→ Assigned task
In this exercise, the entries below are to be transcribed exactly, line by line.

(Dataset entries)
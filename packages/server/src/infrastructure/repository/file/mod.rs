//! JSON-file persistence used by the server binary.

pub mod room;
pub mod store;
pub mod stroke;

pub use room::FileRoomRepository;
pub use store::JsonFileStore;
pub use stroke::FileStrokeRepository;
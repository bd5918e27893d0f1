//! UI layer: HTTP API, WebSocket endpoint and the server runner.

mod handler;
mod server;
mod signal;
pub mod state;
mod sweeper;

pub use server::Server;
pub use signal::shutdown_signal;
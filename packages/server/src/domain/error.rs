//! Domain layer errors.

use thiserror::Error;

/// Value object construction errors
#[derive(Debug, Clone, PartialEq, Eq, Error)]
pub enum ValueObjectError {
    #[error("Invalid room id '{0}'")]
    InvalidRoomId(String),

    #[error("Username must not be empty")]
    EmptyUsername,

    #[error("Username must be at most {0} characters")]
    UsernameTooLong(usize),

    #[error("Room name must not be empty")]
    EmptyRoomName,

    #[error("Room name must be at most {0} characters")]
    RoomNameTooLong(usize),
}

/// Errors raised by the durable stores
#[derive(Debug, Error)]
pub enum RepositoryError {
    #[error("Room '{0}' not found")]
    RoomNotFound(String),

    #[error("Storage I/O error: {0}")]
    Io(#[from] std::io::Error),

    #[error("Record serialization error: {0}")]
    Serialization(#[from] serde_json::Error),

    #[error("Stored record is invalid: {0}")]
    Corrupted(String),
}

/// Errors raised while admitting a participant into a session
#[derive(Debug, Clone, PartialEq, Eq, Error)]
pub enum AdmissionError {
    #[error("Room is full ({0} participants)")]
    RoomFull(usize),

    #[error("Username '{0}' is already taken in this room")]
    UsernameTaken(String),
}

→ Task result
filename packages/server/src/infrastructure/repository/file/mod.rs
//! JSON-file persistence used by the server binary.

pub mod room;
pub mod store;
pub mod stroke;

pub use room::FileRoomRepository;
pub use store::JsonFileStore;
pub use stroke::FileStrokeRepository;
repository bd5918e27893d0f1
//! UI layer: HTTP API, WebSocket endpoint and the server runner.

mod handler;
mod server;
mod signal;
pub mod state;
mod sweeper;

pub use server::Server;
pub use signal::shutdown_signal;
filename packages/server/src/domain/error.rs
//! Domain layer errors.

use thiserror::Error;

/// Value object construction errors
#[derive(Debug, Clone, PartialEq, Eq, Error)]
pub enum ValueObjectError {
    #[error("Invalid room id '{0}'")]
    InvalidRoomId(String),

    #[error("Username must not be empty")]
    EmptyUsername,

    #[error("Username must be at most {0} characters")]
    UsernameTooLong(usize),

    #[error("Room name must not be empty")]
    EmptyRoomName,

    #[error("Room name must be at most {0} characters")]
    RoomNameTooLong(usize),
}

/// Errors raised by the durable stores
#[derive(Debug, Error)]
pub enum RepositoryError {
    #[error("Room '{0}' not found")]
    RoomNotFound(String),

    #[error("Storage I/O error: {0}")]
    Io(#[from] std::io::Error),

    #[error("Record serialization error: {0}")]
    Serialization(#[from] serde_json::Error),

    #[error("Stored record is invalid: {0}")]
    Corrupted(String),
}

/// Errors raised while admitting a participant into a session
#[derive(Debug, Clone, PartialEq, Eq, Error)]
pub enum AdmissionError {
    #[error("Room is full ({0} participants)")]
    RoomFull(usize),

    #[error("Username '{0}' is already taken in this room")]
    UsernameTaken(String),
}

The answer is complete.